导读:支暴力频发和特朗普反移民立场削弱了亚洲学子赴美留学的兴趣,而亚洲日益优质的高等教育资源也吸引他们就近求学。
For ambitious young Asians, studying in the US has long been a natural choice. They venture across the vast Pacific to pursue degrees with global cachet and, perhaps, take a shot at the American dream.
Increasingly, though, the region’s students are making a radical decision: they are staying close to home.
To understand why, start with the latest World University Rankings from Times Higher Education. Three Asian schools made the top 30 for the first time, along with several more in the top 100. More Asian colleges are offering internationally recognised degree programmes, often in English, at more affordable rates than schools across the Anglosphere.
This widens the options for students who yearn to study overseas but have limited means or are reluctant to travel far from their families. To some, it also means they can avoid the political maelstrom of Donald Trump’s America. Frequent gun violence and the president’s anti-immigration stance are two common reasons for steering clear of US shores.
“Students have numerous alternative study-abroad destinations beyond the US and UK,” said Stephanie Kim, assistant professor of education at Georgetown University. “The trend simply points to the diversification of mobility flows and the rise of new higher education hubs.”
Data on the movement of students within Asia show that the shift started before Mr Trump became president, with countries such as China and Japan becoming more popular places to study abroad. From 2014 to 2016, the number of students from other Asian countries in Japan rose 36 per cent, to 173,303, while the figure for China rose 18 per cent to 264,976, according to the Center for Strategic and International Studies and Japan’s education ministry.
But the raging immigration debate in the US is only making more students think twice about going there.
The Trump administration has mounted an attack on the H-1B visa programme, which allows US companies to employ highly skilled foreign workers. The visas, Mr Trump said last year, “should never, ever be used to replace Americans”.
“No one can compete with American workers when they are given a fair and level playing field,” the president said. This populist message has been well-received by Mr Trump’s base and by some left-leaning labour unions, even as business groups voice concern about closing the door to international talent.
With so much uncertainty over job prospects, why take on the expense of studying stateside, or the burden of hefty student loans?
Whether the chief concern is guns, immigration policy or cost, this much is clear: the number of international college students in the US is in decline.
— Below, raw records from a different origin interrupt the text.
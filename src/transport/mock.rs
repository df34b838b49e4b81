//! Scripted transport for unit tests
//!
//! Responses are queued per `(method, path)` route. Each call pops the
//! next response; the last one repeats. Unconfigured routes answer 404.

use std::collections::{HashMap, VecDeque};
use std::sync::Arc;
use std::time::Duration;

use async_trait::async_trait;
use reqwest::Method;
use tokio::sync::Mutex;

use super::{ApiRequest, ApiResponse, Transport};
use crate::error::TransportFailure;

type Scripted = Result<ApiResponse, TransportFailure>;

/// Mock transport for testing.
///
/// # Example
/// ```ignore
/// let mock = MockTransport::new()
///     .with_json(Method::GET, "users/7", r#"{"id":7, ...}"#)
///     .await;
///
/// let repo = UserRepository::new(Arc::new(mock.clone()));
/// repo.user_by_id(7).await?;
/// assert_eq!(mock.call_count().await, 1);
/// ```
#[derive(Clone, Default)]
pub struct MockTransport {
    routes: Arc<Mutex<HashMap<(Method, String), VecDeque<Scripted>>>>,
    /// Captured requests for test assertions
    captured: Arc<Mutex<Vec<ApiRequest>>>,
    /// Delay applied before every response
    delay: Arc<Mutex<Option<Duration>>>,
}

impl MockTransport {
    pub fn new() -> Self {
        Self::default()
    }

    /// Queue a response for a route.
    pub async fn with_response(self, method: Method, path: &str, response: Scripted) -> Self {
        self.routes
            .lock()
            .await
            .entry((method, path.to_string()))
            .or_default()
            .push_back(response);
        self
    }

    /// Queue a 200 response with a JSON body.
    pub async fn with_json(self, method: Method, path: &str, body: &str) -> Self {
        self.with_response(method, path, Ok(ApiResponse::new(200, body)))
            .await
    }

    /// Queue an HTTP error status.
    pub async fn with_status(self, method: Method, path: &str, status: u16) -> Self {
        self.with_response(method, path, Err(TransportFailure::Http { status, body: None }))
            .await
    }

    /// Queue a transport-level failure.
    pub async fn with_failure(self, method: Method, path: &str, failure: TransportFailure) -> Self {
        self.with_response(method, path, Err(failure)).await
    }

    /// Delay every response.
    pub async fn with_delay(self, delay: Duration) -> Self {
        *self.delay.lock().await = Some(delay);
        self
    }

    /// Total number of executed requests.
    pub async fn call_count(&self) -> usize {
        self.captured.lock().await.len()
    }

    /// Number of executed requests for one route.
    pub async fn calls_to(&self, method: Method, path: &str) -> usize {
        self.captured
            .lock()
            .await
            .iter()
            .filter(|r| r.method == method && r.path == path)
            .count()
    }

    /// All executed requests, in order.
    pub async fn captured_requests(&self) -> Vec<ApiRequest> {
        self.captured.lock().await.clone()
    }

    pub async fn last_request(&self) -> Option<ApiRequest> {
        self.captured.lock().await.last().cloned()
    }
}

#[async_trait]
impl Transport for MockTransport {
    async fn execute(&self, request: ApiRequest) -> Result<ApiResponse, TransportFailure> {
        let key = (request.method.clone(), request.path.clone());
        self.captured.lock().await.push(request);

        let delay = *self.delay.lock().await;
        if let Some(delay) = delay {
            tokio::time::sleep(delay).await;
        }

        let mut routes = self.routes.lock().await;
        match routes.get_mut(&key) {
            Some(queue) if queue.len() > 1 => queue
                .pop_front()
                .unwrap_or(Err(TransportFailure::Http { status: 404, body: None })),
            Some(queue) => queue
                .front()
                .cloned()
                .unwrap_or(Err(TransportFailure::Http { status: 404, body: None })),
            None => Err(TransportFailure::Http {
                status: 404,
                body: None,
            }),
        }
    }
}

#[cfg(test)]
mod tests {
    use super::*;

    #[tokio::test]
    async fn test_last_response_repeats() {
        let mock = MockTransport::new()
            .with_status(Method::GET, "feed", 500)
            .await
            .with_json(Method::GET, "feed", "{}")
            .await;

        assert!(mock.execute(ApiRequest::get("feed")).await.is_err());
        assert!(mock.execute(ApiRequest::get("feed")).await.is_ok());
        assert!(mock.execute(ApiRequest::get("feed")).await.is_ok());
        assert_eq!(mock.call_count().await, 3);
    }

    #[tokio::test]
    async fn test_unconfigured_route_is_not_found() {
        let mock = MockTransport::new();
        let failure = mock.execute(ApiRequest::delete("posts/1")).await.unwrap_err();
        assert_eq!(failure, TransportFailure::Http { status: 404, body: None });
        assert_eq!(mock.calls_to(Method::DELETE, "posts/1").await, 1);
    }
}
For the 2016-2017 academic year, it dropped 3.3 per cent — its first fall in more than a decade. It is estimated to have fallen another 6.9 per cent in the current academic year, according to data from New York’s Institute of International Education.
Asian students are surely a key factor, as they make up two-thirds of international enrolment in the US. Overall, international students account for about 5 per cent of the 20 million college students in the country.